No, Dorico doesn’t currently utilise Metal directly. Dorico uses the Qt application framework, which provides a variety of graphics back-ends for drawing 2D graphics and text. Should the Qt developers decide that Metal is a priority for the framework to support, and as and when Qt’s drawing code uses Metal, Dorico will also be able to take advantage of this support.
Note that since macOS Sierra using low-DPI mode and low-DPI resolutions would not boost up (but slow down) the video performance of apps on retina MacBook models. Since retina MacBook models are already come out in 4 generations (mid-2012, late-2013, mid-2014, mid-2015), there is no reason to require users to use a MacBook Air (the only low-DPI MacBook model on sale at present) for mobile necessities.
As I see, the ideal experience regarding the UI performance of a macOS app is supposed to be as fluent as Safari.
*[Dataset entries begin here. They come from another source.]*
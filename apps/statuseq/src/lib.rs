//! # statuseq
//!
//! Application layer for the statuseq comparison engine: configuration,
//! document loading, the CLI, and the HTTP API.
//!
//! All comparison semantics live in `statuseq-core`; this crate only turns
//! files, flags, and requests into calls on a [`statuseq_core::Comparator`].

pub mod api;
pub mod cli;
pub mod config;
pub mod loader;
//! # Authentication Module
//!
//! Simple API key authentication for the statuseq HTTP API.
//!
//! ## Configuration
//!
//! - `STATUSEQ_API_KEY`: If set, all requests (except /health) require this key
//!
//! Send the key as `Authorization: Bearer <your-api-key>`.

use axum::{
    body::Body,
    http::{Request, StatusCode, header},
    middleware::Next,
    response::Response,
};
use subtle::ConstantTimeEq;

/// Environment variable holding the API key.
pub const API_KEY_ENV_VAR: &str = "STATUSEQ_API_KEY";

// =============================================================================
// API KEY AUTHENTICATION
// =============================================================================

/// Get API key from environment variable.
///
/// Returns `None` when the variable is unset or empty, which disables
/// authentication.
pub fn get_api_key_from_env() -> Option<String> {
    std::env::var(API_KEY_ENV_VAR)
        .ok()
        .filter(|k| !k.is_empty())
}

/// Compare two keys in constant time over the longer of the two lengths.
fn keys_match(provided: &[u8], expected: &[u8]) -> bool {
    let max_len = provided.len().max(expected.len());
    let mut padded_provided = vec![0u8; max_len];
    let mut padded_expected = vec![0u8; max_len];
    padded_provided[..provided.len()].copy_from_slice(provided);
    padded_expected[..expected.len()].copy_from_slice(expected);

    let bytes_match: bool = padded_provided.ct_eq(&padded_expected).into();
    bytes_match && provided.len() == expected.len()
}

/// API key authentication middleware.
///
/// `/health` is always allowed. Every other endpoint requires
/// `Authorization: Bearer <key>` while `STATUSEQ_API_KEY` is set.
pub async fn api_key_auth_middleware(
    request: Request<Body>,
    next: Next,
) -> Result<Response, (StatusCode, &'static str)> {
    let Some(expected) = get_api_key_from_env() else {
        return Ok(next.run(request).await);
    };

    if request.uri().path() == "/health" {
        return Ok(next.run(request).await);
    }

    let auth_header = request
        .headers()
        .get(header::AUTHORIZATION)
        .and_then(|v| v.to_str().ok());

    let Some(header_value) = auth_header else {
        tracing::warn!(
            event = "auth_failure",
            reason = "missing_authorization_header",
            "Missing Authorization header"
        );
        return Err((StatusCode::UNAUTHORIZED, "Unauthorized"));
    };

    let provided = header_value.strip_prefix("Bearer ").unwrap_or(header_value);
    if keys_match(provided.as_bytes(), expected.as_bytes()) {
        Ok(next.run(request).await)
    } else {
        tracing::warn!(
            event = "auth_failure",
            reason = "invalid_api_key",
            "Authentication failed: invalid API key"
        );
        Err((StatusCode::UNAUTHORIZED, "Unauthorized"))
    }
}

// =============================================================================
// TESTS
// =============================================================================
Dorico is already fully Retina-enabled on macOS and its UI is very responsive. Provided Dorico doesn’t have to recalculate the music while it is being redrawn, redraw itself is already fast enough, even when scrolling through a large score. The issue is not the time it takes to draw the music to the screen (which could perhaps be made faster by use of a more accelerated 2D drawing framework) but rather the time it takes to calculate what should be drawn on the screen. This is why we have invested such a lot of time and energy into the application’s multi-threaded architecture, in an effort to ensure that as the complexity and size of projects increase, performance does not degrade unduly.